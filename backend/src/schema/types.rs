//! JSON-Schema type names and the SQL column types they map to.

use std::fmt;

/// Type name of a terminal schema property.
#[derive(Debug, Clone, PartialEq, Eq)]
pub enum JsonType {
    String,
    Number,
    Integer,
    Boolean,
    /// `"file upload(string)"`, produced by the form editor for file inputs.
    FileUpload,
    Object,
    Array,
    Other(String),
}

impl JsonType {
    pub fn from_name(name: &str) -> Self {
        match name {
            "string" => JsonType::String,
            "number" => JsonType::Number,
            "integer" => JsonType::Integer,
            "boolean" => JsonType::Boolean,
            "file upload(string)" => JsonType::FileUpload,
            "object" => JsonType::Object,
            "array" => JsonType::Array,
            other => JsonType::Other(other.to_string()),
        }
    }

    pub fn sql_type(&self) -> SqlType {
        match self {
            JsonType::String | JsonType::FileUpload | JsonType::Other(_) => SqlType::Varchar255,
            JsonType::Number => SqlType::Float,
            JsonType::Integer => SqlType::Int,
            JsonType::Boolean => SqlType::Boolean,
            JsonType::Object | JsonType::Array => SqlType::Json,
        }
    }
}

#[derive(Debug, Clone, Copy, PartialEq, Eq)]
pub enum SqlType {
    Varchar255,
    Float,
    Int,
    Boolean,
    Json,
}

impl SqlType {
    pub fn as_str(&self) -> &'static str {
        match self {
            SqlType::Varchar255 => "VARCHAR(255)",
            SqlType::Float => "FLOAT",
            SqlType::Int => "INT",
            SqlType::Boolean => "BOOLEAN",
            SqlType::Json => "JSON",
        }
    }
}

impl fmt::Display for SqlType {
    fn fmt(&self, f: &mut fmt::Formatter<'_>) -> fmt::Result {
        f.write_str(self.as_str())
    }
}
use super::open_for_table;
use crate::error::ApiError;
use crate::records::fetch_rows;
use crate::state::AppState;
use actix_web::{web, HttpResponse, Responder, ResponseError};
use common::Row;

pub async fn process(table: web::Path<String>, state: web::Data<AppState>) -> impl Responder {
    match table_data(&state, table.into_inner()).await {
        Ok(rows) => HttpResponse::Ok().json(rows),
        Err(e) => e.error_response(),
    }
}

async fn table_data(state: &AppState, table: String) -> Result<Vec<Row>, ApiError> {
    let database = state.database.clone();
    web::block(move || -> Result<Vec<Row>, ApiError> {
        let conn = open_for_table(&database, &table)?;
        Ok(fetch_rows(&conn, &table)?)
    })
    .await?
}
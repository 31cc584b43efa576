use crate::error::ApiError;
use crate::records::list_tables;
use crate::state::AppState;
use actix_web::{web, HttpResponse, Responder, ResponseError};

pub async fn process(state: web::Data<AppState>) -> impl Responder {
    let database = state.database.clone();
    let result = web::block(move || -> Result<Vec<String>, ApiError> {
        let conn = database.open()?;
        Ok(list_tables(&conn)?)
    })
    .await;

    match result {
        Ok(Ok(tables)) => HttpResponse::Ok().json(tables),
        Ok(Err(e)) => e.error_response(),
        Err(e) => ApiError::from(e).error_response(),
    }
}
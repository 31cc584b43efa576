use serde::{Deserialize, Serialize};
use std::collections::BTreeMap;

/// Contents of `jobrequest-conf.json`.
///
/// Each entry ties a pair of schema titles (the form used to *request* a job and
/// the form used to mark it *complete*) to the e-mail templates sent when those
/// forms are submitted.
#[derive(Debug, Clone, Default, Serialize, Deserialize)]
#[serde(rename_all = "camelCase")]
pub struct JobRequestConf {
    #[serde(default)]
    pub conf_list: Vec<JobRequestEntry>,
}

#[derive(Debug, Clone, Default, Serialize, Deserialize)]
#[serde(rename_all = "camelCase", default)]
pub struct JobRequestEntry {
    pub request_schema_title: String,
    pub complete_schema_title: String,
    pub submit_button_text: String,

    /// Form field holding the requester's e-mail address.
    pub requester_email_keyword: String,
    pub requester_name_keyword: String,
    /// Form field holding the chosen operator's display name.
    pub operator_name_keyword: String,

    /// SMTP relay host, contacted over implicit TLS.
    pub smtp: String,
    pub from: String,
    /// Operator name (spaces replaced by `_`) → e-mail address.
    pub operators: BTreeMap<String, String>,
    pub responsible_operator_email: String,

    pub confirmation_email_subject: String,
    pub confirmation_header_text: String,
    pub request_received_email_subject: String,
    pub request_received_header_text: String,
    pub request_accepted_subject: String,
    pub request_accepted_header_text: String,
}

impl JobRequestEntry {
    pub fn matches_title(&self, title: &str) -> bool {
        self.complete_schema_title == title || self.request_schema_title == title
    }
}

impl JobRequestConf {
    /// Returns the entry for a schema title. When several entries match, the
    /// last one in the file wins.
    pub fn entry_for_title(&self, title: &str) -> Option<&JobRequestEntry> {
        self.conf_list.iter().rev().find(|e| e.matches_title(title))
    }
}
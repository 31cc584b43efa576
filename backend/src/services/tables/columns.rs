use super::open_for_table;
use crate::error::ApiError;
use crate::records::describe_columns;
use crate::state::AppState;
use actix_web::{web, HttpResponse, Responder, ResponseError};
use common::model::column::ColumnInfo;

pub async fn process(table: web::Path<String>, state: web::Data<AppState>) -> impl Responder {
    match table_columns(&state, table.into_inner()).await {
        Ok(columns) => HttpResponse::Ok().json(columns),
        Err(e) => e.error_response(),
    }
}

async fn table_columns(state: &AppState, table: String) -> Result<Vec<ColumnInfo>, ApiError> {
    let database = state.database.clone();
    web::block(move || -> Result<Vec<ColumnInfo>, ApiError> {
        let conn = open_for_table(&database, &table)?;
        Ok(describe_columns(&conn, &table)?)
    })
    .await?
}
use super::keywords::find_keyword;
use super::MailError;
use chrono::NaiveDate;
use common::model::jobrequest::JobRequestEntry;
use lettre::message::header::ContentType;
use lettre::message::{Attachment, Mailbox, MultiPart, SinglePart};
use lettre::Message;
use serde_json::Value;

/// A JSON document attached to a notification.
#[derive(Debug, Clone, PartialEq)]
pub struct JsonAttachment {
    pub file_name: String,
    pub bytes: Vec<u8>,
}

/// `form_data_<date>.json` and `schema_<date>.json`, pretty-printed.
pub fn json_attachments(
    form_data: &Value,
    schema: &Value,
    date: NaiveDate,
) -> Result<Vec<JsonAttachment>, MailError> {
    let stamp = date.format("%d_%b_%Y");
    Ok(vec![
        JsonAttachment {
            file_name: format!("form_data_{}.json", stamp),
            bytes: serde_json::to_vec_pretty(form_data)?,
        },
        JsonAttachment {
            file_name: format!("schema_{}.json", stamp),
            bytes: serde_json::to_vec_pretty(schema)?,
        },
    ])
}

/// Builds an HTML message. Empty addresses in `to` are skipped.
pub fn html_message(
    from: &str,
    to: &[&str],
    subject: &str,
    html: String,
    attachments: &[JsonAttachment],
) -> Result<Message, MailError> {
    let recipients: Vec<&str> = to.iter().map(|a| a.trim()).filter(|a| !a.is_empty()).collect();
    if recipients.is_empty() {
        return Err(MailError::NoRecipients);
    }

    let mut builder = Message::builder()
        .from(from.parse::<Mailbox>()?)
        .subject(subject);
    for address in recipients {
        builder = builder.to(address.parse::<Mailbox>()?);
    }

    if attachments.is_empty() {
        return Ok(builder.header(ContentType::TEXT_HTML).body(html)?);
    }

    let mut parts = MultiPart::mixed().singlepart(SinglePart::html(html));
    for attachment in attachments {
        let mime = mime_guess::from_path(&attachment.file_name).first_or_octet_stream();
        parts = parts.singlepart(
            Attachment::new(attachment.file_name.clone())
                .body(attachment.bytes.clone(), ContentType::parse(mime.as_ref())?),
        );
    }
    Ok(builder.multipart(parts)?)
}

/// The two e-mails sent when a job request is submitted, in sending order:
/// the confirmation to the requester, then the notice to the selected
/// operator and the responsible person.
pub fn job_request_messages(
    entry: &JobRequestEntry,
    form_data: &Value,
    schema: &Value,
    body: &str,
    date: NaiveDate,
) -> Result<Vec<Message>, MailError> {
    let requester = find_keyword(form_data, &entry.requester_email_keyword).unwrap_or_default();
    let operator_name = find_keyword(form_data, &entry.operator_name_keyword).unwrap_or_default();
    let operator = entry
        .operators
        .get(&operator_name.replace(' ', "_"))
        .map(String::as_str)
        .unwrap_or_default();
    if operator.is_empty() {
        log::warn!("no e-mail address configured for operator '{}'", operator_name);
    }

    let attachments = json_attachments(form_data, schema, date)?;

    let confirmation = html_message(
        &entry.from,
        &[&requester],
        &entry.confirmation_email_subject,
        format!("{}{}", entry.confirmation_header_text, body),
        &attachments,
    )?;
    let received = html_message(
        &entry.from,
        &[operator, &entry.responsible_operator_email],
        &entry.request_received_email_subject,
        format!("{}{}", entry.request_received_header_text, body),
        &attachments,
    )?;
    Ok(vec![confirmation, received])
}

/// Tells the requester that their job was accepted, once the experiment has
/// been recorded in the notebook.
pub fn request_accepted_message(
    entry: &JobRequestEntry,
    form_data: &Value,
    body: &str,
) -> Result<Message, MailError> {
    let requester = find_keyword(form_data, &entry.requester_email_keyword).unwrap_or_default();
    html_message(
        &entry.from,
        &[&requester],
        &entry.request_accepted_subject,
        format!("{}{}", entry.request_accepted_header_text, body),
        &[],
    )
}

#[cfg(test)]
mod tests {
    use super::*;
    use serde_json::json;

    fn entry() -> JobRequestEntry {
        JobRequestEntry {
            request_schema_title: "SEM request".into(),
            complete_schema_title: "SEM done".into(),
            requester_email_keyword: "email".into(),
            operator_name_keyword: "operator".into(),
            smtp: "smtp.example.org".into(),
            from: "lab@example.org".into(),
            operators: [("Jane_Doe".to_string(), "jane@example.org".to_string())]
                .into_iter()
                .collect(),
            responsible_operator_email: "head@example.org".into(),
            confirmation_email_subject: "We received your request".into(),
            confirmation_header_text: "<p>Thanks!</p>".into(),
            request_received_email_subject: "New SEM request".into(),
            request_received_header_text: "<p>New request:</p>".into(),
            request_accepted_subject: "Request accepted".into(),
            request_accepted_header_text: "<p>Accepted.</p>".into(),
            ..Default::default()
        }
    }

    fn recipients(message: &Message) -> Vec<String> {
        message
            .envelope()
            .to()
            .iter()
            .map(|a| a.to_string())
            .collect()
    }

    fn date() -> NaiveDate {
        NaiveDate::from_ymd_opt(2024, 3, 5).unwrap()
    }

    #[test]
    fn builds_confirmation_and_operator_notice() {
        let data = json!({"contact": {"email": "ada@example.org"}, "operator": "Jane Doe"});
        let schema = json!({"title": "SEM request"});

        let messages = job_request_messages(&entry(), &data, &schema, "<ul></ul>", date()).unwrap();
        assert_eq!(messages.len(), 2);
        assert_eq!(recipients(&messages[0]), vec!["ada@example.org"]);
        assert_eq!(
            recipients(&messages[1]),
            vec!["jane@example.org", "head@example.org"]
        );

        let raw = String::from_utf8(messages[0].formatted()).unwrap();
        assert!(raw.contains("Subject: We received your request"));
        assert!(raw.contains("form_data_05_Mar_2024.json"));
        assert!(raw.contains("schema_05_Mar_2024.json"));
        assert!(raw.contains("application/json"));
    }

    #[test]
    fn unknown_operator_still_notifies_responsible_person() {
        let data = json!({"email": "ada@example.org", "operator": "Nobody"});
        let messages =
            job_request_messages(&entry(), &data, &json!({}), "", date()).unwrap();
        assert_eq!(recipients(&messages[1]), vec!["head@example.org"]);
    }

    #[test]
    fn missing_requester_address_fails() {
        let data = json!({"operator": "Jane Doe"});
        assert!(matches!(
            job_request_messages(&entry(), &data, &json!({}), "", date()),
            Err(MailError::NoRecipients)
        ));
    }

    #[test]
    fn invalid_address_fails() {
        let data = json!({"email": "not an address", "operator": "Jane Doe"});
        assert!(matches!(
            job_request_messages(&entry(), &data, &json!({}), "", date()),
            Err(MailError::Address(_))
        ));
    }

    #[test]
    fn accepted_message_is_plain_html() {
        let data = json!({"email": "ada@example.org"});
        let message = request_accepted_message(&entry(), &data, "<b>body</b>").unwrap();
        assert_eq!(recipients(&message), vec!["ada@example.org"]);
        let raw = String::from_utf8(message.formatted()).unwrap();
        assert!(raw.contains("Subject: Request accepted"));
        assert!(raw.contains("text/html"));
    }
}
//! # Job-Request Notifications
//!
//! Some schemas belong to a *job request* workflow: a requester fills in a
//! request form, an operator later completes it. Which schemas take part, and
//! the e-mail templates used for them, come from `jobrequest-conf.json`.
//!
//! That file is re-read on every call to `load_job_request_conf` (or its
//! async wrapper `read_job_request_conf`), so edits take effect without a
//! restart.
//!
//! - `keywords`: finds the requester's address and the operator's name inside
//!   submitted form data.
//! - `compose`: builds the HTML e-mails and their JSON attachments.
//! - `Mailer` / `SmtpMailer`: delivers them over implicit-TLS SMTP.

pub mod compose;
pub mod keywords;

pub use compose::{job_request_messages, request_accepted_message};
pub use keywords::find_keyword;

use async_trait::async_trait;
use common::model::jobrequest::JobRequestConf;
use lettre::{AsyncSmtpTransport, AsyncTransport, Message, Tokio1Executor};
use actix_web::web;
use std::fs;
use std::path::{Path, PathBuf};
use thiserror::Error;

#[derive(Debug, Error)]
pub enum MailError {
    #[error("invalid address: {0}")]
    Address(#[from] lettre::address::AddressError),

    #[error("invalid content type: {0}")]
    ContentType(#[from] lettre::message::header::ContentTypeErr),

    #[error("could not build message: {0}")]
    Build(#[from] lettre::error::Error),

    #[error("SMTP error: {0}")]
    Smtp(#[from] lettre::transport::smtp::Error),

    #[error("could not encode attachment: {0}")]
    Attachment(#[from] serde_json::Error),

    #[error("message has no recipients")]
    NoRecipients,
}

#[derive(Debug, Error)]
pub enum ConfError {
    #[error("cannot read job request configuration: {0}")]
    Io(#[from] std::io::Error),

    #[error("invalid job request configuration: {0}")]
    Json(#[from] serde_json::Error),
}

pub fn load_job_request_conf(path: &Path) -> Result<JobRequestConf, ConfError> {
    let raw = fs::read_to_string(path)?;
    Ok(serde_json::from_str(&raw)?)
}

/// Reads the job-request configuration on the blocking pool. Any failure is
/// logged and reported as `None`; callers treat it as "no workflow configured".
pub async fn read_job_request_conf(path: PathBuf) -> Option<JobRequestConf> {
    let shown = path.display().to_string();
    match web::block(move || load_job_request_conf(&path)).await {
        Ok(Ok(conf)) => Some(conf),
        Ok(Err(e)) => {
            log::info!("no job request configuration at {}: {}", shown, e);
            None
        }
        Err(e) => {
            log::error!("reading {} failed: {}", shown, e);
            None
        }
    }
}

#[async_trait]
pub trait Mailer: Send + Sync {
    /// Sends `messages` in order through `relay`, stopping at the first failure.
    async fn send(&self, relay: &str, messages: Vec<Message>) -> Result<(), MailError>;
}

/// Delivers over SMTP with implicit TLS (port 465), one connection per call.
#[derive(Debug, Clone, Default)]
pub struct SmtpMailer;

#[async_trait]
impl Mailer for SmtpMailer {
    async fn send(&self, relay: &str, messages: Vec<Message>) -> Result<(), MailError> {
        let transport = AsyncSmtpTransport::<Tokio1Executor>::relay(relay)?.build();
        for message in messages {
            transport.send(message).await?;
        }
        log::info!("mail delivered through {}", relay);
        Ok(())
    }
}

- Exercise -
Here the job is to set down exactly the lines of the material above that fall between the one with "use std::fmt;" and the one with "pub fn from_name(name: &str)", inclusive, and nothing beyond them.

- Output of the task -
use std::fmt;

/// Type name of a terminal schema property.
#[derive(Debug, Clone, PartialEq, Eq)]
pub enum JsonType {
    String,
    Number,
    Integer,
    Boolean,
    /// `"file upload(string)"`, produced by the form editor for file inputs.
    FileUpload,
    Object,
    Array,
    Other(String),
}

impl JsonType {
    pub fn from_name(name: &str) -> Self {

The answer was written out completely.